En el antojo por quererlo todo, la mano humana arremete contra otra especie porque cree que la rareza de un reptil o pez, alcanzará para mostrarse. Y así, asistimos a una tendencia en auge. Por eso se busca la “raza” más rara de perros o gatos, sin preguntar su precio. Y desde entonces, se mezclan genéticas y animales de compañía de diseño que –en algunos casos ya comprobados– viven pocos años porque su organismo no resiste tanta “creatividad humana” de laboratorio.
En el caso de Uruguay, se comentan sobre las situaciones extremas, cuando ganan el titular de la prensa. Sin embargo, ocurre con bastante más asiduidad de lo que se cree.
A comienzos de marzo se incautaron 272 animales, aves y lagartos que no fueron sacrificados por decisión del presidente de la República, Luis Lacalle Pou, pero a raíz de la amplia movilización efectuada en los medios de comunicación masiva y redes sociales por las organizaciones sociales y activistas.

De lo contrario, hubiera sido una de las matanzas más grandes sobre la que existiera registros. La actuación quedó al descubierto por la Dirección Nacional de Aduanas hasta una resolución de la Dirección de Servicios Ganaderos de sacrificar las especies para “preservar el estatus sanitario del país”, que por entonces informaba sobre la aparición de casos de gripe aviar en aves silvestres y de traspatio.
Una vez en cuarentena fueron destinadas al Bioparque de la Intendencia de Durazno, pero previamente se habían registrado varias bajas ante el estrés, malas condiciones de transporte y situación sanitaria de las especies.

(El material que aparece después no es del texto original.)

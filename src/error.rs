use std::io;

use thiserror::Error;

/// Result alias used throughout the decoder.
pub type Result<T> = std::result::Result<T, RhsError>;

/// Errors raised while decoding an RHS file.
///
/// Every variant is fatal: a decode either returns a complete [`RhsFile`](crate::RhsFile)
/// or one of these, never a partial result.
#[derive(Debug, Error)]
pub enum RhsError {
    /// The magic number does not identify an Intan RHS file
    #[error("unrecognized file format: magic number {found:#010x}")]
    UnrecognizedFormat { found: u32 },

    /// A channel record carries a signal type that is not valid for RHS files
    #[error("unknown channel type {0}")]
    UnknownChannelType(i16),

    /// A QString length prefix does not fit in the remaining stream
    #[error("corrupt string: declared {declared} bytes with {remaining} remaining")]
    CorruptString { declared: u32, remaining: u64 },

    /// Bytes remain after the last full data block
    #[error("file size mismatch: {remaining} bytes left after the last data block")]
    FileSizeMismatch { remaining: u64 },

    /// A digital channel's native order does not address a bit of a 16-bit word
    #[error("digital channel {channel} has native order {order}, expected 0..=15")]
    InvalidDigitalOrder { channel: String, order: i32 },

    /// Underlying read or open failure
    #[error("I/O error: {0}")]
    Io(#[from] io::Error),
}
use std::io::{Read, Seek};

use byteorder::{LittleEndian, ReadBytesExt};

use crate::constants::QSTRING_NULL_LENGTH;
use crate::error::{Result, RhsError};

/// Reads a Qt-style QString.
///
/// A `u32` byte count precedes the UTF-16 code units. `0xFFFFFFFF` marks a
/// null string, returned as empty. `stream_len` is the total length of the
/// stream and bounds the declared length.
pub(crate) fn read_qstring<R: Read + Seek>(reader: &mut R, stream_len: u64) -> Result<String> {
    let length = reader.read_u32::<LittleEndian>()?;
    if length == QSTRING_NULL_LENGTH {
        return Ok(String::new());
    }

    let remaining = stream_len.saturating_sub(reader.stream_position()?);
    if u64::from(length) > remaining + 1 || length % 2 != 0 {
        return Err(RhsError::CorruptString {
            declared: length,
            remaining,
        });
    }

    let mut units = vec![0u16; length as usize / 2];
    reader.read_u16_into::<LittleEndian>(&mut units)?;

    Ok(char::decode_utf16(units)
        .map(|c| c.unwrap_or(char::REPLACEMENT_CHARACTER))
        .collect())
}
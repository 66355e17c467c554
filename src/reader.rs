use std::fs::File;
use std::io::{BufReader, Read, Seek, SeekFrom};
use std::path::Path;
use std::time::Instant;

use log::info;

use crate::block::{check_end_of_stream, read_data_blocks, DataPlan, RawData};
use crate::constants::READ_BUFFER_CAPACITY;
use crate::digital::extract_digital_data;
use crate::error::Result;
use crate::header::read_header;
use crate::scale::*;
use crate::stim::extract_stim_data;
use crate::types::*;

/// Opens an RHS file with a buffered reader and decodes it.
///
/// The file handle is dropped on every return path.
pub(crate) fn load_file<P: AsRef<Path>>(file_path: P) -> Result<RhsFile> {
    let file = File::open(file_path.as_ref())?;
    load_reader(BufReader::with_capacity(READ_BUFFER_CAPACITY, file))
}

/// Decodes a complete RHS recording from the start of `reader`.
pub(crate) fn load_reader<R: Read + Seek>(mut reader: R) -> Result<RhsFile> {
    let tic = Instant::now();
    let stream_len = stream_len(&mut reader)?;

    let header = read_header(&mut reader, stream_len)?;

    let bytes_remaining = stream_len.saturating_sub(reader.stream_position()?);
    let plan = DataPlan::new(&header, bytes_remaining);

    let raw = read_data_blocks(&mut reader, &header, &plan)?;
    check_end_of_stream(&mut reader, stream_len)?;

    let rhs = assemble(header, raw, plan.data_present)?;

    info!("Done! Elapsed time: {:.1} seconds", tic.elapsed().as_secs_f64());
    Ok(rhs)
}

/// Reads only the header from the start of `reader`.
pub(crate) fn load_header<R: Read + Seek>(mut reader: R) -> Result<RhsHeader> {
    let stream_len = stream_len(&mut reader)?;
    read_header(&mut reader, stream_len)
}

/// Total stream length. Leaves the reader at the start of the stream.
fn stream_len<R: Seek>(reader: &mut R) -> Result<u64> {
    let len = reader.seek(SeekFrom::End(0))?;
    reader.seek(SeekFrom::Start(0))?;
    Ok(len)
}

/// Scales and decodes the raw buffers and merges them with header metadata.
///
/// Signal types without channels stay `None`.
fn assemble(header: RhsHeader, raw: RawData, data_present: bool) -> Result<RhsFile> {
    info!("Processing data...");

    let (timestamps, timestamp_gaps) = scale_timestamps(&raw.timestamps, header.sample_rate);

    let amplifier = match (raw.amplifier, raw.stim) {
        (Some(amp_raw), Some(stim_raw)) => Some(AmplifierData {
            data: scale_amplifier_data(&amp_raw),
            dc_data: raw.dc_amplifier.as_ref().map(scale_dc_amplifier_data),
            stim: extract_stim_data(&stim_raw, header.stim_parameters.stim_step_size),
            channels: header.amplifier_channels,
            spike_triggers: header.spike_triggers,
        }),
        _ => None,
    };

    let board_adc = raw.board_adc.map(|adc_raw| ChannelData {
        data: scale_board_analog_data(&adc_raw),
        channels: header.board_adc_channels,
    });

    let board_dac = raw.board_dac.map(|dac_raw| ChannelData {
        data: scale_board_analog_data(&dac_raw),
        channels: header.board_dac_channels,
    });

    let board_dig_in = raw
        .board_dig_in
        .map(|packed| -> Result<_> {
            Ok(ChannelData {
                data: extract_digital_data(&packed, &header.board_dig_in_channels)?,
                channels: header.board_dig_in_channels,
            })
        })
        .transpose()?;

    let board_dig_out = raw
        .board_dig_out
        .map(|packed| -> Result<_> {
            Ok(ChannelData {
                data: extract_digital_data(&packed, &header.board_dig_out_channels)?,
                channels: header.board_dig_out_channels,
            })
        })
        .transpose()?;

    Ok(RhsFile {
        version: header.version,
        sample_rate: header.sample_rate,
        eval_board_mode: header.eval_board_mode,
        frequency_parameters: header.frequency_parameters,
        stim_parameters: header.stim_parameters,
        notes: header.notes,
        reference_channel: header.reference_channel,
        data_present,
        timestamps,
        timestamp_gaps,
        amplifier,
        board_adc,
        board_dac,
        board_dig_in,
        board_dig_out,
    })
}
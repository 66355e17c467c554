//! Decoder for Intan Technologies RHS2000 recording files.
//!
//! An RHS file is a variable-length header followed by fixed-size blocks of
//! 128 samples. [`decode`] parses both and returns every enabled signal in
//! physical units: amplifier data in μV, stimulation current in μA with its
//! status flags, DC amplifier and board ADC/DAC data in V, and one boolean
//! row per digital channel.

mod block;
pub mod constants;
mod digital;
mod error;
mod header;
mod qstring;
mod reader;
pub mod scale;
pub mod stim;
pub mod types;

use std::io::{Read, Seek};
use std::path::Path;

pub use block::bytes_per_data_block;
pub use error::{Result, RhsError};
pub use stim::StimWord;
pub use types::*;

/// Loads an RHS file and returns the decoded recording.
///
/// # Examples
///
/// ```no_run
/// match intan_rhs::decode("path/to/your/file.rhs") {
///     Ok(rhs) => println!("{:.2} s at {} Hz", rhs.duration(), rhs.sample_rate),
///     Err(e) => println!("Error loading file: {}", e),
/// }
/// ```
pub fn decode<P: AsRef<Path>>(file_path: P) -> Result<RhsFile> {
    reader::load_file(file_path)
}

/// Decodes an RHS recording from any seekable stream.
///
/// The whole stream, from its start, must be one RHS file.
pub fn decode_reader<R: Read + Seek>(reader: R) -> Result<RhsFile> {
    reader::load_reader(reader)
}

/// Reads only the header of an RHS recording.
pub fn read_header<R: Read + Seek>(reader: R) -> Result<RhsHeader> {
    reader::load_header(reader)
}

Es que se ofrecen de casi cualquier manera, se exponen en ferias barriales o a través de las redes sociales. Y si hay oferta es porque hay demanda. No es posible desligar la extinción de algunas especies con la matanza y el comercio indiscriminado. Pasa en el exterior y también en Uruguay.
La tenencia responsable de animales de compañía o de trabajo y el bienestar animal está legislado en este país. Si bien hacen falta recursos, también se necesitan fuertes campañas de prevención que se viralicen y entren por los ojos para llegar a la conciencia de las personas. Por ahora, es una tarea que –prácticamente– llevan adelante en solitario las organizaciones de la sociedad civil con el apoyo del Instituto Nacional de Bienestar Animal (INBA), que tampoco tiene recursos. Por lo tanto, se vale de las denuncias y el aporte de la comunidad que a veces colabora. Pero otras no.

En ocasiones adjudica responsabilidades a esas mismas organizaciones que se nutren de aportes solidarios de colaboradores que trabajan de otra cosa. Porque, al menos en Uruguay, el activismo no paga y suelen quitar tiempo de sus familias y profesiones para dedicarlo a enmendar situaciones que ya debieran estar resueltas.
Por lo tanto, es necesaria la empatía y la conciencia ambiental. Pero todos los días y no solo cada 5 de junio. Los entornos son imprescindibles para la vida de las especies y la educación es el motor que evitará retener a esas especies como mercancía. Las autoridades de las fronteras deben estar alertas porque en el mundo entero este tipo de comercio avanza, se diversifica y tiende redes por los continentes.

Ese mismo comercio reclama por sus pieles y tejidos para la industria cosmética –entre otras–, sin medir otros valores ni costos. Porque el daño es incalculable e irreversible.
Además, las zoonosis crecen a pasos agigantados y no hay que olvidarse el origen de la COVID-19.
Se han distinguido más de 150 enfermedades transmitidas por animales y al menos el 70 por ciento provienen de especies silvestres.
Es que el problema no se arregla con el rifle sanitario. Es una contradicción tan antigua como la existencia de la especie humana.